Workers have also reported being confronted by management while at work and told to leave the union.

Amazon is bombarding workers with anti-union literature. Anti-union posters, flyers, and leaflets are being posted in every toilet stall, canteens, passageways, noticeboards, electronic screens, and meeting rooms.

One flyer that began appearing around the site following the introduction of mandatory anti-union sessions is headed: “You decide what’s best for you. You are free to join or not join a union. But make an informed decision based on the facts.”

Under the question “What is a union?” the flyer states: “A union is a business that recruits members to make money to pay their own employees and to fund campaigns.”

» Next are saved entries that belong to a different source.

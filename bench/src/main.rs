use graph_query_core::{CycleEnumerator, Graph, NodeId, PathFinder};
use std::collections::VecDeque;
use std::time::Instant;

fn main() {
    let args: Vec<String> = std::env::args().collect();

    let mode = args.get(1).map(|s| s.as_str()).unwrap_or("all");
    let node_count: u64 = args.get(2).and_then(|s| s.parse().ok()).unwrap_or(1_000_000);

    if mode == "help" || mode == "--help" {
        println!("Usage: graph-query-bench [mode] [node_count]");
        println!();
        println!("Modes:");
        println!("  all         Run every generator, then the enumeration suite (default)");
        println!("  lsystem     Fractal branching tree (deep paths, acyclic)");
        println!("  smallworld  Watts-Strogatz ring lattice + shortcuts");
        println!("  random      Erdos-Renyi uniform random edges");
        println!("  dla         Diffusion-limited aggregation (organic branching)");
        println!("  enumerate   Simple-path and cycle enumeration on small graphs");
        println!();
        println!("Default node_count: 1000000 (ignored by enumerate)");
        return;
    }

    println!("graph-query-bench");
    println!("=================");
    println!();

    let generators: Vec<(&str, fn(u64) -> Graph)> = match mode {
        "lsystem" => vec![("L-system tree", gen_lsystem)],
        "smallworld" => vec![("Small-world (Watts-Strogatz)", gen_small_world)],
        "random" => vec![("Erdos-Renyi random", gen_random)],
        "dla" => vec![("DLA (organic branching)", gen_dla)],
        "enumerate" => vec![],
        "all" => vec![
            ("L-system tree", gen_lsystem as fn(u64) -> Graph),
            ("Small-world (Watts-Strogatz)", gen_small_world),
            ("Erdos-Renyi random", gen_random),
            ("DLA (organic branching)", gen_dla),
        ],
        _ => {
            eprintln!("Unknown mode: {}. Use --help for options.", mode);
            return;
        }
    };

    for (name, generator) in generators {
        run_benchmark(name, generator, node_count);
    }

    if mode == "all" || mode == "enumerate" {
        run_enumeration();
    }
}

fn ms(t: Instant) -> f64 {
    t.elapsed().as_secs_f64() * 1000.0
}

/// Whole-graph operations that stay polynomial: cheapest path and the
/// has-cycle check.
fn run_benchmark(name: &str, generator: fn(u64) -> Graph, node_count: u64) {
    println!("--- {} ---", name);
    println!("Target: {} nodes", node_count);

    let t = Instant::now();
    let graph = generator(node_count);
    println!(
        "Generated in {:.2}s, {} nodes, {} edges, ~{:.0}MB",
        t.elapsed().as_secs_f64(),
        graph.node_count(),
        graph.edge_count(),
        graph.memory_usage() as f64 / 1_048_576.0
    );
    if graph.is_empty() {
        println!();
        return;
    }

    let finder = PathFinder::new(&graph);
    let first = graph.ident(0).to_string();
    let last = graph.ident(graph.node_count() as NodeId - 1).to_string();
    let mid = graph.ident(graph.node_count() as NodeId / 2).to_string();

    println!();
    for (from, to) in [(&first, &last), (&first, &mid), (&last, &first)] {
        let t = Instant::now();
        let best = finder.find_cheapest_path(from, to);
        let elapsed = ms(t);
        match best {
            Some(p) => println!(
                "Cheapest {} → {}: {} hops, cost {:.2} in {:.1}ms",
                from,
                to,
                p.nodes.len() - 1,
                p.cost,
                elapsed
            ),
            None => println!("Cheapest {} → {}: no path ({:.1}ms)", from, to, elapsed),
        }
    }

    let t = Instant::now();
    let has_cycle = CycleEnumerator::new(&graph).detect_has_cycle();
    println!("Has cycle: {} ({:.1}ms)", has_cycle, ms(t));
    println!();
}

/// Enumeration is exponential in general, so these graphs are sized to keep
/// the output countable.
fn run_enumeration() {
    println!("--- Enumeration ---");
    println!();
    println!("{:>16} {:>8} {:>8} {:>12} {:>10}", "graph", "nodes", "edges", "paths", "time");
    println!("{:->16} {:->8} {:->8} {:->12} {:->10}", "", "", "", "", "");

    for (width, depth) in [(2u64, 10u64), (3, 8), (4, 7), (5, 6)] {
        let graph = gen_layered(width, depth);
        let finder = PathFinder::new(&graph);
        let last = graph.ident(graph.node_count() as NodeId - 1).to_string();

        let t = Instant::now();
        let paths = finder.find_all_simple_paths("src", &last);
        println!(
            "{:>16} {:>8} {:>8} {:>12} {:>8.1}ms",
            format!("layered {}x{}", width, depth),
            graph.node_count(),
            graph.edge_count(),
            paths.len(),
            ms(t)
        );
    }

    println!();
    println!("{:>16} {:>8} {:>8} {:>12} {:>10}", "graph", "nodes", "edges", "cycles", "time");
    println!("{:->16} {:->8} {:->8} {:->12} {:->10}", "", "", "", "", "");

    for n in [4u64, 5, 6, 7] {
        let graph = gen_complete(n);
        bench_cycles(&format!("complete K{}", n), &graph);
    }
    for (n, per_node) in [(1000u64, 1u64), (20, 2), (40, 2), (25, 3)] {
        let graph = gen_sparse(n, per_node);
        bench_cycles(&format!("sparse {}/{}", n, per_node), &graph);
    }
    println!();
}

fn bench_cycles(label: &str, graph: &Graph) {
    let t = Instant::now();
    let cycles = CycleEnumerator::new(graph).find_cycles();
    println!(
        "{:>16} {:>8} {:>8} {:>12} {:>8.1}ms",
        label,
        graph.node_count(),
        graph.edge_count(),
        cycles.len(),
        ms(t)
    );
}

// ---------------------------------------------------------------------------
// Generators: all O(n) or O(n + edges), single-threaded, deterministic
// ---------------------------------------------------------------------------

/// Simple LCG for deterministic, fast pseudo-random numbers.
struct FastRng(u64);

impl FastRng {
    fn new(seed: u64) -> Self {
        Self(seed)
    }
    fn next(&mut self, max: u64) -> u64 {
        self.0 = self.0.wrapping_mul(6364136223846793005).wrapping_add(1);
        (self.0 >> 33) % max
    }
    fn next_f64(&mut self) -> f64 {
        self.0 = self.0.wrapping_mul(6364136223846793005).wrapping_add(1);
        (self.0 >> 11) as f64 / (1u64 << 53) as f64
    }
    /// Edge cost in [0, 10).
    fn cost(&mut self) -> f64 {
        self.next_f64() * 10.0
    }
}

fn add_numbered(graph: &mut Graph, i: u64) -> NodeId {
    graph.add_node(format!("n{}", i), format!("Node {}", i))
}

/// L-system fractal tree: deep branching with self-similar structure.
///
/// Each node spawns `branching` children. Produces deep paths (log depth)
/// with exponential width. No cycles.
fn gen_lsystem(node_count: u64) -> Graph {
    let mut graph = Graph::with_capacity("lsystem", node_count as usize);
    let mut rng = FastRng::new(42);

    let branching = 3u64;
    add_numbered(&mut graph, 0);

    let mut next_id: u64 = 1;
    let mut frontier: Vec<NodeId> = vec![0];

    while next_id < node_count && !frontier.is_empty() {
        let mut next_frontier = Vec::with_capacity(frontier.len() * branching as usize);
        for &parent in &frontier {
            for _ in 0..branching {
                if next_id >= node_count {
                    break;
                }
                let child = add_numbered(&mut graph, next_id);
                next_id += 1;
                graph.add_edge(parent, child, rng.cost());
                next_frontier.push(child);
            }
        }
        frontier = next_frontier;
    }

    graph
}

/// Small-world (Watts-Strogatz): ring lattice + random rewiring.
///
/// Each node links forward to its K nearest ring neighbors, and each link is
/// rewired to a random target with probability p.
fn gen_small_world(node_count: u64) -> Graph {
    let k = 10u64;
    let p = 0.05f64;
    let mut graph = Graph::with_capacity("smallworld", node_count as usize);
    let mut rng = FastRng::new(67890);

    for i in 0..node_count {
        add_numbered(&mut graph, i);
    }

    for i in 0..node_count {
        for j in 1..=k {
            let mut target = (i + j) % node_count;
            if rng.next_f64() < p {
                let rewired = rng.next(node_count);
                if rewired != i {
                    target = rewired;
                }
            }
            let cost = rng.cost();
            graph.add_edge(i as NodeId, target as NodeId, cost);
        }
    }

    graph
}

/// Erdos-Renyi: ~10 uniform random edges per node, no structure.
fn gen_random(node_count: u64) -> Graph {
    let target_edges = node_count * 10;
    let mut graph = Graph::with_capacity("random", node_count as usize);
    let mut rng = FastRng::new(54321);

    for i in 0..node_count {
        add_numbered(&mut graph, i);
    }

    for _ in 0..target_edges {
        let from = rng.next(node_count);
        let to = rng.next(node_count);
        if from != to {
            let cost = rng.cost();
            graph.add_edge(from as NodeId, to as NodeId, cost);
        }
    }

    graph
}

/// DLA (Diffusion-Limited Aggregation): organic branching growth.
///
/// Each new node attaches to a random recent "surface" node, with occasional
/// long-range links that close loops.
fn gen_dla(node_count: u64) -> Graph {
    let mut graph = Graph::with_capacity("dla", node_count as usize);
    let mut rng = FastRng::new(77777);

    add_numbered(&mut graph, 0);

    let surface_max = 10000usize;
    let mut surface: VecDeque<u64> = VecDeque::with_capacity(surface_max + 1);
    surface.push_back(0);

    for new_node in 1..node_count {
        add_numbered(&mut graph, new_node);

        let attach_to = surface[rng.next(surface.len() as u64) as usize];
        let cost = rng.cost();
        graph.add_edge(attach_to as NodeId, new_node as NodeId, cost);

        // 10% chance of a back-link, which creates cycles
        if rng.next(10) == 0 && new_node > 1 {
            let other = rng.next(new_node);
            let cost = rng.cost();
            graph.add_edge(new_node as NodeId, other as NodeId, cost);
        }

        surface.push_back(new_node);
        if surface.len() > surface_max {
            surface.pop_front();
        }
    }

    graph
}

/// Layered DAG: `src`, then `depth` layers of `width` nodes each fully
/// linked to the next layer, then `dst`. Has width^depth simple paths.
fn gen_layered(width: u64, depth: u64) -> Graph {
    let mut graph = Graph::with_capacity("layered", (width * depth + 2) as usize);
    let mut rng = FastRng::new(31337);

    let src = graph.add_node("src", "Source");
    let mut prev: Vec<NodeId> = vec![src];
    for layer in 0..depth {
        let current: Vec<NodeId> = (0..width)
            .map(|i| graph.add_node(format!("l{}_{}", layer, i), "Layer"))
            .collect();
        for &from in &prev {
            for &to in &current {
                graph.add_edge(from, to, rng.cost());
            }
        }
        prev = current;
    }
    let dst = graph.add_node("dst", "Sink");
    for &from in &prev {
        graph.add_edge(from, dst, rng.cost());
    }

    graph
}

/// Complete digraph on n nodes: every ordered pair linked.
fn gen_complete(n: u64) -> Graph {
    let mut graph = Graph::with_capacity("complete", n as usize);
    for i in 0..n {
        add_numbered(&mut graph, i);
    }
    for i in 0..n {
        for j in 0..n {
            if i != j {
                graph.add_edge(i as NodeId, j as NodeId, 1.0);
            }
        }
    }
    graph
}

/// Sparse random digraph with `per_node` outgoing edges per node.
fn gen_sparse(n: u64, per_node: u64) -> Graph {
    let mut graph = Graph::with_capacity("sparse", n as usize);
    let mut rng = FastRng::new(2024);
    for i in 0..n {
        add_numbered(&mut graph, i);
    }
    for i in 0..n {
        for _ in 0..per_node {
            let to = rng.next(n);
            let cost = rng.cost();
            graph.add_edge(i as NodeId, to as NodeId, cost);
        }
    }
    graph
}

In a section titled “The truth about union membership fees,” the flyer states that “membership fees could cost hundreds of pounds each year.” GMB union subs are maximum £174.84 a year, with reduced rates for part-time workers.

“What has the union done with all of the membership fees paid by BHX4 Amazonians so far?” asks the flyer.

For the GMB to win recognition, the majority of employees will need to support the ballot, with a turnout of at least 40%.

The GMB was forced to withdraw an application for statutory union recognition last June, after it accused Amazon of hiring an additional 1,300 workers to defeat its request.

Amanda Gearing, GMB Senior Organiser, said: “This is a company out of control. Their latest American anti-union campaign proves they will stop at nothing to beat the rules that every other employer in the UK is expected to follow.”

An Amazon spokesperson said: “Our employees have the choice of whether or not to join a union. They always have. We regularly review our pay to ensure we offer competitive wages and benefits. Our minimum starting pay has increased to £12.30 and £13 per hour depending on location, that’s a 20% increase over two years and 50% since 2018.

“We also work hard to provide great benefits, a positive work environment and excellent career opportunities. These are just some of the reasons people want to come and work at Amazon, whether it’s their first job, a seasonal role or an opportunity for them to advance their career.”

Polly Smythe is Novara Media’s labour movement correspondent.